======== Records provided ========

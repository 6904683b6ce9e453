use super::TableSchema;
use crate::{async_trait, Driver, Result};

use indexmap::IndexMap;
use std::fmt::Debug;

/// Reads table metadata from a live database.
///
/// Implemented once per database engine. Table names passed in are raw
/// names: any `{{%name}}` template has already been resolved.
#[async_trait]
pub trait Introspect: Debug + Send + Sync + 'static {
    /// Names of the tables in `schema`, or in the default schema.
    async fn table_names(&self, driver: &dyn Driver, schema: Option<&str>) -> Result<Vec<String>>;

    /// Metadata of `name`, or `None` when the table does not exist.
    async fn table_schema(&self, driver: &dyn Driver, name: &str) -> Result<Option<TableSchema>>;

    /// Unique indexes of `table`, keyed by index name.
    async fn unique_indexes(
        &self,
        driver: &dyn Driver,
        table: &TableSchema,
    ) -> Result<IndexMap<String, Vec<String>>>;

    /// The `CREATE TABLE` statement of `name`, as reported by the database.
    async fn create_table_sql(&self, driver: &dyn Driver, name: &str) -> Result<String>;
}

========

= Aim of the exercise =
Repeat the material word for word, with no line missing.

= Exercise solution =
repository 6904683b6ce9e453
use super::TableSchema;
use crate::{async_trait, Driver, Result};

use indexmap::IndexMap;
use std::fmt::Debug;

/// Reads table metadata from a live database.
///
/// Implemented once per database engine. Table names passed in are raw
/// names: any `{{%name}}` template has already been resolved.
#[async_trait]
pub trait Introspect: Debug + Send + Sync + 'static {
    /// Names of the tables in `schema`, or in the default schema.
    async fn table_names(&self, driver: &dyn Driver, schema: Option<&str>) -> Result<Vec<String>>;

    /// Metadata of `name`, or `None` when the table does not exist.
    async fn table_schema(&self, driver: &dyn Driver, name: &str) -> Result<Option<TableSchema>>;

    /// Unique indexes of `table`, keyed by index name.
    async fn unique_indexes(
        &self,
        driver: &dyn Driver,
        table: &TableSchema,
    ) -> Result<IndexMap<String, Vec<String>>>;

    /// The `CREATE TABLE` statement of `name`, as reported by the database.
    async fn create_table_sql(&self, driver: &dyn Driver, name: &str) -> Result<String>;
}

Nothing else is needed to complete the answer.